| Try it |
Extract precisely the lines of the entries below, from the first line through the line containing "die on a jam".

-------- Data shown --------

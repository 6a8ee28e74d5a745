//! Resolution strategies
//!
//! Every declared attack resolves under exactly one strategy, fixed at
//! declaration time. The engine drives each step of resolution through
//! exhaustive matches on this enum, so adding a variant forces every
//! step to say what it does there.

use crate::core::types::CombatPhase;
use serde::{Deserialize, Serialize};

/// The closed family of attack-resolution strategies
#[derive(Debug, Clone, Copy, PartialEq, Eq, Serialize, Deserialize)]
pub enum ResolutionStrategy {
    /// Single-slug direct fire: lasers, standard autocannon
    Direct,
    /// Flamer in heat mode: pours heat into the target
    HeatDelivery,
    /// Rack weapons rolling hit counts on the cluster table
    Cluster,
    /// Swarm munitions: cluster resolution plus retargeting of
    /// undelivered missiles
    Swarm,
    /// Burst weapons that can jam; ultra cannons die on a jam
    RapidFire { destroy_on_jam: bool },
    /// Thunder/smoke/inferno delivered into a hex
    AreaPayload,
    /// Sweeping fire to clear the minefields out of a hex
    MineClearance,
    /// Deliberate attempt to set a hex alight
    DeliberateIgnition,
    /// Direct fire to bring down a structure
    StructureDemolition,
    /// Pod launcher attaching a beacon to the target
    PodDelivery,
    /// Designator painting the target for semi-guided ordnance
    Designation,
}

impl ResolutionStrategy {
    /// Whether this strategy acts in the given phase. Attacks are
    /// skipped (and stay queued) in phases they do not care about.
    pub fn cares(&self, phase: CombatPhase) -> bool {
        match self {
            ResolutionStrategy::Designation => phase == CombatPhase::Offboard,
            _ => phase == CombatPhase::Firing,
        }
    }

    /// Whether hits are rendered as one aggregate salvo rather than
    /// shot by shot
    pub fn is_salvo(&self) -> bool {
        matches!(
            self,
            ResolutionStrategy::Cluster
                | ResolutionStrategy::Swarm
                | ResolutionStrategy::RapidFire { .. }
        )
    }

    /// Whether undelivered missiles search for a new target afterwards
    pub fn retargets(&self) -> bool {
        matches!(self, ResolutionStrategy::Swarm)
    }
}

--------

| Output for this task |
repository 6a8ee28e74d5a745
//! Resolution strategies
//!
//! Every declared attack resolves under exactly one strategy, fixed at
//! declaration time. The engine drives each step of resolution through
//! exhaustive matches on this enum, so adding a variant forces every
//! step to say what it does there.

use crate::core::types::CombatPhase;
use serde::{Deserialize, Serialize};

/// The closed family of attack-resolution strategies
#[derive(Debug, Clone, Copy, PartialEq, Eq, Serialize, Deserialize)]
pub enum ResolutionStrategy {
    /// Single-slug direct fire: lasers, standard autocannon
    Direct,
    /// Flamer in heat mode: pours heat into the target
    HeatDelivery,
    /// Rack weapons rolling hit counts on the cluster table
    Cluster,
    /// Swarm munitions: cluster resolution plus retargeting of
    /// undelivered missiles
    Swarm,
    /// Burst weapons that can jam; ultra cannons die on a jam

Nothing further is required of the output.